In one passage he describes the expatriate life he and Di Salvatore lived on a snake-infested island in Fiji called Tavarua, a picture of the tropical, Lord of the Flies dreamscape envisioned by boys who want to run away from home. “We reminisced about favorite meals back in the world—fried chicken, big American hamburgers. . . . We made a list of every bar in Missoula, Montana, where either of us had ever had a drink, coming up with fifty-three. We were becoming characters, we knew, in a desert-island cartoon. ‘Do me favor, will you—stop saying entre-nous.’”

Tavarua was also a surfer’s dreamscape. “The wave had a thousand moods,” Finnegan writes, “but in general it got better as it got bigger. At six feet it was easily the best wave either of us had ever seen. Scaled up, the mechanical regularity of the speeding hook gained soul, its roaring, sparkling depths and vaulted ceiling like some kind of recurring miracle.”

Following stints in Bali and Thailand, living in a tree house in Java, Finnegan’s bout with malaria, and crossing the desolate Center of Australia by car, the partnership dissolved and Di Salvatore moved back to Missoula to kick my ass and wallow in a plethora of paper products, leaving Finnegan on the road in India and South Africa for almost another three years. The remote and lovely surfing spots they discovered would be overrun by an army of surfing freebooters, and the renegade sport would become establishment and mainstream.

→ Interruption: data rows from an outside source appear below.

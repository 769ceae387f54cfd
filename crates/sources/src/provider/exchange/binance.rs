//! Binance connector: signed spot-account REST call.
//!
//! Binance signs the query string with HMAC-SHA256 and expects the API
//! key in the `X-MBX-APIKEY` header.

use async_trait::async_trait;
use chrono::Utc;
use reqwest::Client;
use rust_decimal::Decimal;
use serde::Deserialize;

use crate::errors::SourceError;
use crate::models::ExchangeCredentials;

use super::{lenient_decimal, sign_sha256_hex, ExchangeBalance, ExchangeConnector};

const BASE_URL: &str = "https://api.binance.com";

/// Response from `/api/v3/account`.
#[derive(Debug, Deserialize)]
struct AccountResponse {
    #[serde(default)]
    balances: Vec<AssetBalance>,
}

#[derive(Debug, Deserialize)]
struct AssetBalance {
    asset: String,
    free: String,
    locked: String,
}

pub struct BinanceConnector {
    client: Client,
    api_key: String,
    api_secret: String,
    base_url: String,
}

impl BinanceConnector {
    pub fn new(credentials: &ExchangeCredentials, client: Client) -> Self {
        Self {
            client,
            api_key: credentials.api_key.clone(),
            api_secret: credentials.api_secret.clone(),
            base_url: BASE_URL.to_string(),
        }
    }
}

#[async_trait]
impl ExchangeConnector for BinanceConnector {
    async fn fetch_balances(&self) -> Result<Vec<ExchangeBalance>, SourceError> {
        let query = format!("timestamp={}", Utc::now().timestamp_millis());
        let signature = sign_sha256_hex(&self.api_secret, &query)?;
        let url = format!("{}/api/v3/account?{query}&signature={signature}", self.base_url);

        let response = self
            .client
            .get(&url)
            .header("X-MBX-APIKEY", &self.api_key)
            .send()
            .await?;
        if !response.status().is_success() {
            return Err(SourceError::Api {
                provider: "binance".to_string(),
                message: format!("account endpoint returned {}", response.status().as_u16()),
            });
        }
        let account: AccountResponse = response
            .json()
            .await
            .map_err(|e| SourceError::decode("binance account", e))?;

        Ok(account
            .balances
            .into_iter()
            .filter_map(|balance| {
                let amount = lenient_decimal(&balance.free) + lenient_decimal(&balance.locked);
                (amount > Decimal::ZERO).then(|| ExchangeBalance {
                    asset: balance.asset,
                    amount,
                })
            })
            .collect())
    }
}

#[cfg(test)]
mod tests {
    use super::*;
    use rust_decimal_macros::dec;

    #[test]
    fn test_account_response_free_plus_locked() {
        let body = r#"{
            "makerCommission": 10,
            "balances": [
                {"asset": "BTC", "free": "0.5", "locked": "0.25"},
                {"asset": "DUST", "free": "0", "locked": "0"}
            ]
        }"#;
        let account: AccountResponse = serde_json::from_str(body).unwrap();
        let balances: Vec<ExchangeBalance> = account
            .balances
            .into_iter()
            .filter_map(|b| {
                let amount = lenient_decimal(&b.free) + lenient_decimal(&b.locked);
                (amount > Decimal::ZERO).then(|| ExchangeBalance {
                    asset: b.asset,
                    amount,
                })
            })
            .collect();
        assert_eq!(balances.len(), 1);
        assert_eq!(balances[0].asset, "BTC");
        assert_eq!(balances[0].amount, dec!(0.75));
    }
}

For me, an inept swimmer uncomfortable with water deeper than a bathtub because things live down there that crave human flesh, Finnegan’s most enlightening passages concern the nature of waves and how to extract from them the thrill of forward motion. As someone who has never stood on a board and never will, I nevertheless came away from Barbarian Days convinced that there is no other sport offering more ego-reducing immersion in the power of the natural world than surfing.